● What is required
Filter the records for lines holding the string "IOERR".

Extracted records
=== Begin Enclosure ===
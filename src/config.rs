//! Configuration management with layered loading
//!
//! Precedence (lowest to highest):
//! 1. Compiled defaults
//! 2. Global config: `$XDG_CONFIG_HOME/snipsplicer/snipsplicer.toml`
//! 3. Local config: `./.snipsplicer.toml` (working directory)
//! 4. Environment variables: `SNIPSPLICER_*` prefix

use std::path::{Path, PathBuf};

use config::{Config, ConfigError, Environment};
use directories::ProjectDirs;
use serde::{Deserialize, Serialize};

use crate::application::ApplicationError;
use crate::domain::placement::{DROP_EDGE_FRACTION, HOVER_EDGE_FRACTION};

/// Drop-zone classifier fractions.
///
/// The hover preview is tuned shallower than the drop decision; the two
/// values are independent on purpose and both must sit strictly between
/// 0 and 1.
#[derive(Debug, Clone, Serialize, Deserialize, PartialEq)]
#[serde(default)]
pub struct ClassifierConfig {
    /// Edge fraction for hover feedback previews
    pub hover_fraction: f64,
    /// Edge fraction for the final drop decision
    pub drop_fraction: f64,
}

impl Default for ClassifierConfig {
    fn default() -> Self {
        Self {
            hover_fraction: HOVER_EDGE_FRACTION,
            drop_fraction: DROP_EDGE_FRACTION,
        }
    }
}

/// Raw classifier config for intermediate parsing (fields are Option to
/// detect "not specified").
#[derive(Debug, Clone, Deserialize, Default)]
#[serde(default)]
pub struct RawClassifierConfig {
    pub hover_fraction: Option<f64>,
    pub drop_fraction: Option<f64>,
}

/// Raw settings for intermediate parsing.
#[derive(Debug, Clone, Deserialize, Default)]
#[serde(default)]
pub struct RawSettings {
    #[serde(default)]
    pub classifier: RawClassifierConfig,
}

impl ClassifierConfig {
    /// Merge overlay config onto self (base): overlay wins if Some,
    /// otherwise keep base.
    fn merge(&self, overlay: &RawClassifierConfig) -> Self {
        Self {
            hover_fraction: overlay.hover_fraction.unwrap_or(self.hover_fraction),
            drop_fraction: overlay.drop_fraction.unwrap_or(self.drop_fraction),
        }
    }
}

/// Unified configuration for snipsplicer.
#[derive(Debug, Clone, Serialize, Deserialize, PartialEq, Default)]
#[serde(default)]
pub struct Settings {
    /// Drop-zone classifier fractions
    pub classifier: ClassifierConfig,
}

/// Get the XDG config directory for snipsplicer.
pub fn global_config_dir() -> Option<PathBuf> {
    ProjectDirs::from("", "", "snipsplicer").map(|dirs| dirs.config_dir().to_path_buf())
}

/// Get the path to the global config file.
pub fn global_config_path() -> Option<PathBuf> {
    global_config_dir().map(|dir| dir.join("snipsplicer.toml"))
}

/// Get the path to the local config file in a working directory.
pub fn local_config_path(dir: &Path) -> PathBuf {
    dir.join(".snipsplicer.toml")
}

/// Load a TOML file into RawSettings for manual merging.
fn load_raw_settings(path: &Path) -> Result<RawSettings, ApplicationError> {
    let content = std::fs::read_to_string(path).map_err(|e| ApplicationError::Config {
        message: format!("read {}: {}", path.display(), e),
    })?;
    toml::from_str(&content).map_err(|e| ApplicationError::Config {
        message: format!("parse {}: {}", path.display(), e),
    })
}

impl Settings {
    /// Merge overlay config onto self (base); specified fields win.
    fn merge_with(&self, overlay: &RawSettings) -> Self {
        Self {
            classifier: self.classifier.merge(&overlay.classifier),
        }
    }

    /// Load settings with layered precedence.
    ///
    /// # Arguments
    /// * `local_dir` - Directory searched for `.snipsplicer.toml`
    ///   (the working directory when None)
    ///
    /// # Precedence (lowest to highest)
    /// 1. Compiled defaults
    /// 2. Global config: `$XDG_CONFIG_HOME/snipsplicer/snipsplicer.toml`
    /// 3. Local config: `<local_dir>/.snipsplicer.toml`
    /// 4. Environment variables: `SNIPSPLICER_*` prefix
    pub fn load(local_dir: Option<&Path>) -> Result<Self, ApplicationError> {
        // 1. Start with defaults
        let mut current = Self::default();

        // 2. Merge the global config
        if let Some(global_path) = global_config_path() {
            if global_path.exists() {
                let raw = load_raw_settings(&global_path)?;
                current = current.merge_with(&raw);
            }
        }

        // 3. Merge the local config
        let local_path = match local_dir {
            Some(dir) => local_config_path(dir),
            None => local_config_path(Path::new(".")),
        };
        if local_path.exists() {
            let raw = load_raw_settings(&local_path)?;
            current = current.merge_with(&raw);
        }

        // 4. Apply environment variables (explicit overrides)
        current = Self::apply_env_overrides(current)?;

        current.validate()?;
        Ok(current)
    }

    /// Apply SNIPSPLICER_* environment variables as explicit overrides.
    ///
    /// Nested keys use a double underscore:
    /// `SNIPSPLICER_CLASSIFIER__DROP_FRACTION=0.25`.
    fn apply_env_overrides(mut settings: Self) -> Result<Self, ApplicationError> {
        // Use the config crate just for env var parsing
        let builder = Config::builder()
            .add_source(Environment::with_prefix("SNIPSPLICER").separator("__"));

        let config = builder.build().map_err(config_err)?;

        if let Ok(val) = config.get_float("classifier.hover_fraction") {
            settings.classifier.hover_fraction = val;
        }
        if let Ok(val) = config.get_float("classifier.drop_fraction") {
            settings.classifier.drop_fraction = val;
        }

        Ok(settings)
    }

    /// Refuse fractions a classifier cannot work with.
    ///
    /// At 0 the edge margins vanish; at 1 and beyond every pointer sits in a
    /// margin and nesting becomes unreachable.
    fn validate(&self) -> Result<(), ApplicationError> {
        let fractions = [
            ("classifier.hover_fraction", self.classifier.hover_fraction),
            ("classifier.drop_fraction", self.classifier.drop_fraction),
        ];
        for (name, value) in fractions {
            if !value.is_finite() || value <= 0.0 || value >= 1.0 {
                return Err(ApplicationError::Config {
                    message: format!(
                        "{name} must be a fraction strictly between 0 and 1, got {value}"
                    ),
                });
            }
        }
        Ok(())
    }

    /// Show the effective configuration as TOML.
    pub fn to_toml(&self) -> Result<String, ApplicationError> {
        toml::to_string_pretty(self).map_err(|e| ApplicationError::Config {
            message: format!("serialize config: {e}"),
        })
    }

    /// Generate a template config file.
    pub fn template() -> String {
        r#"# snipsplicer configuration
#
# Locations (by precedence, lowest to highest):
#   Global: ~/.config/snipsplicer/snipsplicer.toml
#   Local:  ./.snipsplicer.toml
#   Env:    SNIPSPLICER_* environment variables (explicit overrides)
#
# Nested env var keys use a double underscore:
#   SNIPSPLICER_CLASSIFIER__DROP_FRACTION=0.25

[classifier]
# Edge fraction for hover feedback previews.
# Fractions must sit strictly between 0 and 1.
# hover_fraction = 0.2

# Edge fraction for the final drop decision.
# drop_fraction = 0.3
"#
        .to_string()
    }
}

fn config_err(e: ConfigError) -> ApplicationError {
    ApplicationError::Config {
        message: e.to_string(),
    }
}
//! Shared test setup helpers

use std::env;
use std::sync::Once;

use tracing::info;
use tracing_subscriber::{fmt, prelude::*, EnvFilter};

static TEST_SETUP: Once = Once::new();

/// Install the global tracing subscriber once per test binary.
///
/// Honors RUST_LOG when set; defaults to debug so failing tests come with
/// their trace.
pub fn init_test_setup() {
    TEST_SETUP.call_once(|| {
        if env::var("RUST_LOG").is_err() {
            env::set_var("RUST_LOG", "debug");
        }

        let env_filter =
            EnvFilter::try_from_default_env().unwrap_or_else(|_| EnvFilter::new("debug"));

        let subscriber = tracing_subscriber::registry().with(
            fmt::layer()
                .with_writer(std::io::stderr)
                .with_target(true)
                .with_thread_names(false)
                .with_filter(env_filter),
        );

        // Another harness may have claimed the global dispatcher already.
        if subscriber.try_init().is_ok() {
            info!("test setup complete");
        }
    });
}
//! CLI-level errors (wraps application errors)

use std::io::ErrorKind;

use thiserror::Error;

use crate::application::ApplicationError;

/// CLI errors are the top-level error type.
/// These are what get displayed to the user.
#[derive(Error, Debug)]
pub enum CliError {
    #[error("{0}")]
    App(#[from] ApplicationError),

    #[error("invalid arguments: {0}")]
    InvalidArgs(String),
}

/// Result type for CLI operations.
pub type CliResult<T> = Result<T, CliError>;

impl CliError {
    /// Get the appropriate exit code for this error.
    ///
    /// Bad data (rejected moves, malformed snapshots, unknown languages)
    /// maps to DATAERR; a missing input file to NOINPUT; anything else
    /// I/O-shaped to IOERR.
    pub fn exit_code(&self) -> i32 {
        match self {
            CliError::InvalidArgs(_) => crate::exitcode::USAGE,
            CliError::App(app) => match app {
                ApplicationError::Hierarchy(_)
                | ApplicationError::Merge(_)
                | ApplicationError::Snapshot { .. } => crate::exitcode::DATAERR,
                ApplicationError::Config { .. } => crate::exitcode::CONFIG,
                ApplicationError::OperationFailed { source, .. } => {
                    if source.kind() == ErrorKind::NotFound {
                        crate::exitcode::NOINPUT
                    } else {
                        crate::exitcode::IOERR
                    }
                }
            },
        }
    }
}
=== End Enclosure ===
● Response to this task
    /// I/O-shaped to IOERR.
                        crate::exitcode::IOERR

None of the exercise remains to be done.